Ativan (lorazepam) is a prescription benzodiazepine (benzo) drug that is indicated for the treatment of anxiety, panic disorder, and insomnia. Like all benzos, Ativan has a strong potential for misuse and addiction.
After Ativan has been inhaled, rapid absorption of the drug produces a rush of GABA that initiates the user’s desired euphoric “high” and activates its addictive potential.
Dependency, Tolerance, and Addiction
Ativan is addictive because it impacts the center of the brain responsible for reward, specifically the neurotransmitter GABA, a chemical that is involved with feelings of relaxation and well-being.
Signs and symptoms of Ativan addiction include, but are not limited to the following:
- Continued use of the drug despite negative physical and psychological effects.
- Loss of interest in activities and interests once considered important or enjoyable.
- The use of Ativan in dangerous or inappropriate situations.
- Adverse changes or problems in other areas of life such as work, school, relationships, and finances.
- General malaise, lethargy, or sedation.
Regular intranasal use of Ativan can lead to tolerance and dependency. When dependency manifests, the user experiences highly unpleasant withdrawal symptoms when he or she attempts to quit using or cut back.
The onset of withdrawal effects is a tell-tale sign that the user’s system has become comprised and less capable of functionally properly without the drug’s presence. These mental and physical symptoms often persist for several days after the user’s last dose.
Symptoms of Ativan withdrawal may include but are not limited to the following:
- Nausea and vomiting
- Insomnia/sleep disturbances
In addition to dependency, long-term Ativan abuse will lead to tolerance – a condition in which the chemicals in the brain become desensitized to the drug and increasing amounts are required to achieve the euphoric high.
Unfortunately, this cycle of accelerated use and reduced response can result in a rapid worsening of the addiction and ultimately, life-threatening complications.

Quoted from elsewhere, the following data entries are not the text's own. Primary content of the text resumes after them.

//! 门户页面结构
//!
//! 查询表单、日历控件和"已导出查询"列表的选择器集中在这里。

use crate::driver::{ElementRef, WidgetRef};
use crate::services::FeedLayout;
use chrono::NaiveDate;

/// 门户首页上的服务入口
pub const SERVICE_TILE: &str = "a[title='mis_retenciones']";

// ========== 查询表单 ==========

pub const TAX_SELECT: &str = "#selectImpuestos";
pub const DATE_FROM_INPUT: &str = "#datePickerFechasRetencionesDesde__input";
pub const DATE_TO_INPUT: &str = "#datePickerFechasRetencionesHasta__input";
pub const CALENDAR_PANE: &str = ".vc-pane-container";
pub const CONSULT_BUTTON: &str = "#btnConsultarRetenciones";
pub const EXPORT_BUTTON: &str = "#btnExportarOtrosFormatos";
pub const EXPORT_MENU_ITEM: &str = ".dropdown-menu a.dropdown-item";
pub const EXPORT_MODAL_OK: &str = "#modal-sinresultados_btnOK";
pub const EXPORTED_TAB: &str =
    "button#tabConsultasExportdas-tab, button[aria-controls='tabConsultasExportdas']";
pub const NEW_QUERY_TAB: &str =
    "button#tabNuevaConsulta-tab, button[aria-controls='tabNuevaConsulta']";

// ========== 导出列表 ==========

const FIRST_ROW: &str = ".ag-row[row-index='0']";

/// 税种下拉选项，例如 `IMP_217`
pub fn tax_option(code: &str) -> ElementRef {
    ElementRef::css(format!("#selectImpuestos-multiselect-option-{}", code))
}

/// 操作类型单选框
pub fn operation_radio(value: &str) -> ElementRef {
    ElementRef::css(format!("input[type='radio'][value='{}']", value))
}

/// "CSV" 导出菜单项
pub fn csv_option() -> ElementRef {
    ElementRef::with_text(EXPORT_MENU_ITEM, ".CSV")
}

/// 日期选择器的月份导航
pub fn calendar_widget() -> WidgetRef {
    WidgetRef {
        label: ElementRef::css(".vc-title"),
        retreat: ElementRef::css(".vc-arrow.is-left"),
        advance: ElementRef::css(".vc-arrow.is-right"),
    }
}

/// 日历中的某一天
pub fn calendar_day(date: NaiveDate) -> ElementRef {
    ElementRef::css(format!(".vc-day.id-{}", date.format("%Y-%m-%d")))
}

/// "已导出查询"列表
pub fn exported_feed() -> FeedLayout {
    let cell = |col: &str| ElementRef::css(format!("{} [col-id='{}']", FIRST_ROW, col));
    FeedLayout {
        refresh: ElementRef::css("#btnRecargarTablaAplicativo"),
        first_row: ElementRef::css(FIRST_ROW),
        tag_cell: cell("filtros"),
        status_cell: cell("estado"),
        timestamp_cell: cell("fechaTimestamp"),
        download_link: ElementRef::css(format!("{} a[download]", FIRST_ROW)),
    }
}
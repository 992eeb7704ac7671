//! 批次检查点记录
//!
//! 只由编排层写入；状态界面等读者只能只读访问。

use crate::error::CheckpointError;
use crate::models::date_range::DateRange;
use crate::models::work_item::WorkPlan;
use chrono::{DateTime, Local};
use serde::{Deserialize, Serialize};
use std::collections::BTreeSet;
use std::fmt;
use std::path::PathBuf;

/// 批次状态
#[derive(Debug, Clone, Copy, PartialEq, Eq, Serialize, Deserialize)]
#[serde(rename_all = "snake_case")]
pub enum BatchStatus {
    InProgress,
    Completed,
    Error,
}

impl BatchStatus {
    pub fn is_terminal(self) -> bool {
        !matches!(self, BatchStatus::InProgress)
    }

    /// 可以被恢复的状态
    pub fn is_resumable(self) -> bool {
        matches!(self, BatchStatus::InProgress | BatchStatus::Error)
    }

    pub fn as_str(self) -> &'static str {
        match self {
            BatchStatus::InProgress => "in_progress",
            BatchStatus::Completed => "completed",
            BatchStatus::Error => "error",
        }
    }
}

impl fmt::Display for BatchStatus {
    fn fmt(&self, f: &mut fmt::Formatter<'_>) -> fmt::Result {
        f.write_str(self.as_str())
    }
}

/// 一个会话的持久化进度
#[derive(Debug, Clone, PartialEq, Serialize, Deserialize)]
pub struct CheckpointRecord {
    pub session_id: String,
    pub login_identity: String,
    pub target_identity: String,
    pub date_range: DateRange,
    /// 计划中的事项 key，按处理顺序
    #[serde(default)]
    pub item_keys: Vec<String>,
    pub started_at: DateTime<Local>,
    pub completed_keys: BTreeSet<String>,
    pub current_key: Option<String>,
    pub all_artifact_paths: Vec<PathBuf>,
    pub status: BatchStatus,
    pub last_updated_at: DateTime<Local>,
}

impl CheckpointRecord {
    /// 为计划创建新的会话记录
    pub fn new(plan: &WorkPlan) -> Self {
        let now = Local::now();
        Self {
            session_id: new_session_id(),
            login_identity: plan.login_identity.clone(),
            target_identity: plan.target_identity.clone(),
            date_range: plan.date_range,
            item_keys: plan_keys(plan),
            started_at: now,
            completed_keys: BTreeSet::new(),
            current_key: None,
            all_artifact_paths: Vec::new(),
            status: BatchStatus::InProgress,
            last_updated_at: now,
        }
    }

    /// 记录是否属于同一个计划：身份、日期和事项列表都一致
    pub fn matches_plan(&self, plan: &WorkPlan) -> bool {
        self.login_identity == plan.login_identity
            && self.target_identity == plan.target_identity
            && self.date_range == plan.date_range
            && self.item_keys.iter().eq(plan.items().iter().map(|item| &item.key))
    }

    pub fn is_completed(&self, key: &str) -> bool {
        self.completed_keys.contains(key)
    }

    /// 标记事项开始处理
    pub fn begin_item(&mut self, key: &str) -> Result<(), CheckpointError> {
        self.ensure_open()?;
        if !self.completed_keys.contains(key) {
            self.current_key = Some(key.to_string());
        }
        Ok(())
    }

    /// 追加一个已下载文件路径
    pub fn record_artifact(&mut self, path: PathBuf) -> Result<(), CheckpointError> {
        self.ensure_open()?;
        self.all_artifact_paths.push(path);
        Ok(())
    }

    /// 事项完成：加入 completed_keys 并清空 current_key
    pub fn complete_item(&mut self, key: &str) -> Result<(), CheckpointError> {
        self.ensure_open()?;
        self.completed_keys.insert(key.to_string());
        if self.current_key.as_deref() == Some(key) {
            self.current_key = None;
        }
        Ok(())
    }

    pub fn mark_completed(&mut self) -> Result<(), CheckpointError> {
        self.ensure_open()?;
        self.current_key = None;
        self.status = BatchStatus::Completed;
        Ok(())
    }

    pub fn mark_error(&mut self) -> Result<(), CheckpointError> {
        self.ensure_open()?;
        self.status = BatchStatus::Error;
        Ok(())
    }

    /// 恢复运行：只有 `error` 会被重新打开为 `in_progress`
    pub fn reopen(&mut self) -> Result<(), CheckpointError> {
        match self.status {
            BatchStatus::InProgress => Ok(()),
            BatchStatus::Error => {
                self.status = BatchStatus::InProgress;
                Ok(())
            }
            BatchStatus::Completed => Err(self.terminal_error()),
        }
    }

    pub fn touch(&mut self) {
        self.last_updated_at = Local::now();
    }

    fn ensure_open(&self) -> Result<(), CheckpointError> {
        if self.status.is_terminal() {
            return Err(self.terminal_error());
        }
        Ok(())
    }

    fn terminal_error(&self) -> CheckpointError {
        CheckpointError::Terminal {
            session_id: self.session_id.clone(),
            status: self.status.to_string(),
        }
    }
}

fn plan_keys(plan: &WorkPlan) -> Vec<String> {
    plan.items().iter().map(|item| item.key.clone()).collect()
}

/// 12 位十六进制会话 ID
pub fn new_session_id() -> String {
    uuid::Uuid::new_v4().simple().to_string()[..12].to_string()
}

However, dependency and tolerance are not the only critical health conditions that can manifest from this means of delivery—snorting Ativan can also produce nasal infections and cause irreversible damage to the septum and surrounding tissue.

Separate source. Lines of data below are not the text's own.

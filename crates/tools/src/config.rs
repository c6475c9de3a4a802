//! Multi-network deployment configuration management
//!
//! This module provides the typed, strongly-validated configuration record
//! handed to the external compile/deploy toolchain. Configuration is
//! resolved in priority order:
//!
//! 1. Environment variables (CHAINOPS_*)
//! 2. chainops.toml network entries
//! 3. Built-in presets for well-known networks
//!
//! Secrets never live in the file itself: endpoint URLs and account keys
//! are written as `${VAR}` placeholders and expanded from the environment
//! at load time.
//!
//! # Examples
//!
//! ```rust,no_run
//! use chainops_tools::config::Config;
//!
//! # fn main() -> Result<(), Box<dyn std::error::Error>> {
//! let config = Config::load()?;
//! println!("Solidity: {}", config.solidity);
//! println!("Networks: {}", config.networks.len());
//! # Ok(())
//! # }
//! ```

use serde::{Deserialize, Serialize};
use std::collections::BTreeMap;
use std::fmt;
use std::path::{Path, PathBuf};
use thiserror::Error;
use tracing::debug;
use url::Url;

use crate::keys::PrivateKey;
use crate::network::{KnownNetwork, NetworkConfig};

/// Default config file name, looked up in the working directory.
pub const CONFIG_FILE: &str = "chainops.toml";

/// Env var naming a non-default config file path.
pub const CONFIG_PATH_VAR: &str = "CHAINOPS_CONFIG";

/// Configuration error types
#[derive(Error, Debug)]
pub enum ConfigError {
    #[error("IO error: {0}")]
    Io(#[from] std::io::Error),

    #[error("TOML parse error: {0}")]
    TomlError(#[from] toml::de::Error),

    #[error("Missing required field: {0}")]
    MissingField(String),

    #[error("Invalid endpoint URL for network `{network}`: {reason}")]
    InvalidUrl { network: String, reason: String },

    #[error("Invalid private key in network `{network}`: {reason}")]
    InvalidAccount { network: String, reason: String },

    #[error("Invalid private key: {0}")]
    InvalidPrivateKey(String),

    #[error("Invalid solidity version `{0}`: expected MAJOR.MINOR.PATCH")]
    InvalidSolcVersion(String),

    #[error("Placeholder references unset environment variable: {0}")]
    MissingEnvVar(String),

    #[error("Configuration file not found: {0}")]
    MissingConfigFile(PathBuf),

    #[error("Configuration validation failed: {0}")]
    ValidationError(String),
}

/// Solidity compiler version, `MAJOR.MINOR.PATCH`
#[derive(Debug, Clone, Copy, PartialEq, Eq)]
pub struct SolcVersion {
    pub major: u64,
    pub minor: u64,
    pub patch: u64,
}

impl SolcVersion {
    /// Parse a version string such as `"0.8.0"`.
    pub fn parse(s: &str) -> Result<Self, ConfigError> {
        let mut parts = s.split('.');
        let (major, minor, patch) = match (parts.next(), parts.next(), parts.next(), parts.next())
        {
            (Some(a), Some(b), Some(c), None) => (a, b, c),
            _ => return Err(ConfigError::InvalidSolcVersion(s.to_string())),
        };
        let num = |p: &str| {
            p.parse::<u64>()
                .map_err(|_| ConfigError::InvalidSolcVersion(s.to_string()))
        };
        Ok(SolcVersion {
            major: num(major)?,
            minor: num(minor)?,
            patch: num(patch)?,
        })
    }
}

impl fmt::Display for SolcVersion {
    fn fmt(&self, f: &mut fmt::Formatter<'_>) -> fmt::Result {
        write!(f, "{}.{}.{}", self.major, self.minor, self.patch)
    }
}

/// Raw per-network entry from chainops.toml, before expansion
#[derive(Debug, Clone, Serialize, Deserialize)]
pub struct NetworkProfile {
    /// Endpoint URL, possibly containing `${VAR}` placeholders
    pub url: Option<String>,
    /// Account entries, possibly containing `${VAR}` placeholders
    #[serde(default)]
    pub accounts: Vec<String>,
    #[serde(default)]
    pub chain_id: Option<u64>,
    #[serde(default)]
    pub description: Option<String>,
}

/// Complete chainops.toml schema
#[derive(Debug, Clone, Serialize, Deserialize)]
pub struct DeployToml {
    /// Solidity compiler version string
    pub solidity: Option<String>,
    /// Network name -> raw entry. TOML rejects duplicate table keys, which
    /// enforces network-name uniqueness at parse time.
    #[serde(default)]
    pub networks: BTreeMap<String, NetworkProfile>,
}

impl DeployToml {
    /// Read and parse the raw config file.
    pub fn read(path: &Path) -> Result<Self, ConfigError> {
        if !path.exists() {
            return Err(ConfigError::MissingConfigFile(path.to_path_buf()));
        }
        let content = std::fs::read_to_string(path)?;
        let raw: DeployToml = toml::from_str(&content)?;
        debug!(path = %path.display(), networks = raw.networks.len(), "parsed config file");
        Ok(raw)
    }
}

/// Expand `${VAR}` placeholders from the environment.
///
/// Returns an error naming the variable if a placeholder is unset, and a
/// validation error if a `${` is never closed. The input is not echoed in
/// errors since account entries may hold key material.
fn expand_env(input: &str) -> Result<String, ConfigError> {
    let mut out = String::with_capacity(input.len());
    let mut rest = input;
    while let Some(start) = rest.find("${") {
        out.push_str(&rest[..start]);
        let after = &rest[start + 2..];
        let end = after.find('}').ok_or_else(|| {
            ConfigError::ValidationError("unterminated ${...} placeholder".to_string())
        })?;
        let name = &after[..end];
        let value =
            std::env::var(name).map_err(|_| ConfigError::MissingEnvVar(name.to_string()))?;
        out.push_str(&value);
        rest = &after[end + 1..];
    }
    out.push_str(rest);
    Ok(out)
}

/// CHAINOPS_<NETWORK>_<SUFFIX> env var name for per-network overrides.
///
/// Network names are uppercased and every character outside `[A-Za-z0-9]`
/// maps to `_`, so the result is always a valid env-var name. Names that
/// differ only in such characters (`my-fork`, `my.fork`, `my_fork`) share
/// one override variable.
fn env_key(network: &str, suffix: &str) -> String {
    let mapped: String = network
        .chars()
        .map(|c| {
            if c.is_ascii_alphanumeric() {
                c.to_ascii_uppercase()
            } else {
                '_'
            }
        })
        .collect();
    format!("CHAINOPS_{}_{}", mapped, suffix)
}

fn parse_rpc_url(network: &str, raw: &str) -> Result<Url, ConfigError> {
    let url = Url::parse(raw).map_err(|e| ConfigError::InvalidUrl {
        network: network.to_string(),
        reason: e.to_string(),
    })?;
    match url.scheme() {
        "http" | "https" => Ok(url),
        other => Err(ConfigError::InvalidUrl {
            network: network.to_string(),
            reason: format!("unsupported scheme `{}`, expected http or https", other),
        }),
    }
}

/// Resolved, read-only deployment configuration
#[derive(Debug, Clone, PartialEq)]
pub struct Config {
    /// Compiler version for the external toolchain
    pub solidity: SolcVersion,
    /// Network name -> resolved descriptor
    pub networks: BTreeMap<String, NetworkConfig>,
}

impl Config {
    /// Load configuration from the default location.
    ///
    /// # Resolution Order
    ///
    /// 1. Load `.env` if present (non-fatal)
    /// 2. Read the file named by `CHAINOPS_CONFIG`, else `chainops.toml`
    /// 3. Overlay CHAINOPS_* env vars on top of file values
    /// 4. Expand `${VAR}` placeholders in URLs and accounts
    /// 5. Validate every field
    ///
    /// # Errors
    ///
    /// Returns `ConfigError` if the file is missing or malformed, a
    /// placeholder is unset, or any URL/key/version fails validation.
    pub fn load() -> Result<Self, ConfigError> {
        let _ = dotenvy::dotenv();
        let path = std::env::var(CONFIG_PATH_VAR)
            .map(PathBuf::from)
            .unwrap_or_else(|_| PathBuf::from(CONFIG_FILE));
        Self::load_from(&path)
    }

    /// Load configuration from an explicit file path.
    pub fn load_from(path: &Path) -> Result<Self, ConfigError> {
        let raw = DeployToml::read(path)?;
        Self::resolve(&raw)
    }

    /// Resolve a raw file into the validated record.
    pub fn resolve(raw: &DeployToml) -> Result<Self, ConfigError> {
        let solidity_str = std::env::var("CHAINOPS_SOLIDITY")
            .ok()
            .or_else(|| raw.solidity.clone())
            .ok_or_else(|| ConfigError::MissingField("solidity".to_string()))?;
        let solidity = SolcVersion::parse(&solidity_str)?;

        let mut networks = BTreeMap::new();
        for (name, profile) in &raw.networks {
            networks.insert(name.clone(), Self::resolve_network(name, profile)?);
        }

        let config = Config { solidity, networks };
        config.validate()?;
        Ok(config)
    }

    fn resolve_network(name: &str, profile: &NetworkProfile) -> Result<NetworkConfig, ConfigError> {
        let preset = KnownNetwork::from_name(name);

        let url_raw = match std::env::var(env_key(name, "URL")) {
            Ok(v) => {
                debug!(network = name, "endpoint URL taken from environment override");
                Some(v)
            }
            Err(_) => profile.url.clone(),
        };
        let url_raw = match url_raw {
            Some(raw) => expand_env(&raw)?,
            None => preset
                .map(|p| p.default_rpc_url().to_string())
                .ok_or_else(|| ConfigError::MissingField(format!("networks.{}.url", name)))?,
        };
        let url = parse_rpc_url(name, &url_raw)?;

        let mut accounts = Vec::new();
        if let Ok(key) = std::env::var(env_key(name, "KEY")) {
            debug!(network = name, "signing key taken from environment override");
            accounts.push(PrivateKey::parse(&key).map_err(|e| ConfigError::InvalidAccount {
                network: name.to_string(),
                reason: e.to_string(),
            })?);
        }
        for entry in &profile.accounts {
            let expanded = expand_env(entry)?;
            accounts.push(PrivateKey::parse(&expanded).map_err(|e| {
                ConfigError::InvalidAccount {
                    network: name.to_string(),
                    reason: e.to_string(),
                }
            })?);
        }

        let chain_id = profile.chain_id.or_else(|| preset.map(|p| p.chain_id()));

        Ok(NetworkConfig {
            url,
            accounts,
            chain_id,
            description: profile.description.clone(),
        })
    }

    /// Re-check every invariant on an already-constructed record.
    ///
    /// `resolve` runs this automatically; it exists separately so records
    /// built in code get the same checks as records loaded from disk.
    pub fn validate(&self) -> Result<(), ConfigError> {
        for (name, net) in &self.networks {
            parse_rpc_url(name, net.url.as_str())?;
        }
        Ok(())
    }

    /// Print the resolved configuration. Key material stays redacted.
    pub fn print_summary(&self) {
        println!("╔════════════════════════════════════════════════════════════════╗");
        println!("║          CHAINOPS DEPLOYMENT CONFIGURATION RESOLVED            ║");
        println!("╚════════════════════════════════════════════════════════════════╝");
        println!("  Solidity:            {}", self.solidity);

        if self.networks.is_empty() {
            println!("  Networks:            (none configured)");
        }
        for (name, net) in &self.networks {
            println!("  Network:             {}", name);
            println!("    Endpoint host:     {}", net.host());
            match net.chain_id {
                Some(id) => println!("    Chain ID:          {}", id),
                None => println!("    Chain ID:          (unknown)"),
            }
            println!("    Accounts:          {}", net.accounts.len());
            if let Some(desc) = &net.description {
                println!("    Description:       {}", desc);
            }
        }
    }

    /// Get configuration as JSON, with accounts redacted.
    pub fn to_json(&self) -> Result<String, serde_json::Error> {
        serde_json::to_string_pretty(self)
    }
}

// Manual Serialize impl so the version renders as a string and accounts go
// through PrivateKey's redacting serializer.
impl Serialize for Config {
    fn serialize<S>(&self, serializer: S) -> Result<S::Ok, S::Error>
    where
        S: serde::Serializer,
    {
        use serde::ser::SerializeMap;
        let mut map = serializer.serialize_map(Some(2))?;
        map.serialize_entry("solidity", &self.solidity.to_string())?;
        map.serialize_entry("networks", &self.networks)?;
        map.end()
    }
}

/// Hygiene report: account entries written as literal keys instead of
/// `${VAR}` placeholders. Inlined secrets in version-controlled config are
/// a credential-leak hazard; `chainops check` surfaces them as warnings.
pub fn inline_secret_warnings(raw: &DeployToml) -> Vec<String> {
    let mut warnings = Vec::new();
    for (name, profile) in &raw.networks {
        for (idx, entry) in profile.accounts.iter().enumerate() {
            if !entry.contains("${") {
                warnings.push(format!(
                    "networks.{}.accounts[{}] embeds a literal private key; \
                     move it to an environment variable and reference it as ${{VAR}}",
                    name, idx
                ));
            }
        }
    }
    warnings
}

Other possible side effects and dangers of snorting Ativan include:
- Heavy sedation
- Blurred vision
- Low blood pressure
- Muscle fatigue
- Changes in appetite
- Skin rash
Snorting Ativan and Overdose
Snorting Ativan, especially in combination with other drugs or alcohol can lead to life-threatening central nervous depression, overdose, and death.
Symptoms of an Ativan overdose include:
- Pale, bluish skin or lips
- Shallow or labored breathing
- Loss of coordination
- Slurred speech
- Memory loss
- Loss of consciousness
- Slurred speech
- Impaired motor skills
- Respiratory depression
From Detox to Addiction Treatment and Beyond
Ativan abuse is a dangerous habit that can result in a myriad of adverse effects, yet many people who are dependent on prescription drugs such as Ativan negate the seriousness of their condition. Refusal to seek help can be life-threatening, and seeking treatment in any phase of dependence is crucial to recovery.
Medical treatment for Ativan dependency begins with our detox program, a clinical process in which the patient is closely supervised around-the-clock and withdrawal symptoms are addressed to minimize pain and discomfort.
To minimize withdrawal symptoms, weaning is advised for most Ativan users in which a physician gradually lowers the dose of Ativan over a period of time, until the drug can be stopped without compromising the patient’s health or wellness.
Following detox, patients are urged to undergo admission to one of our evidence-based addiction treatment programs. Formats include both residential stay (inpatient) and intensive outpatient therapy.
Treatment for Ativan Addiction
Ativan dependency is grave and potentially life-threatening disease that requires long-term treatment and support. While there are no cures for substance use disorders, they can be treated. Those who seek help and enter recovery can regain their lives and ultimately experience long-term sobriety and well-being.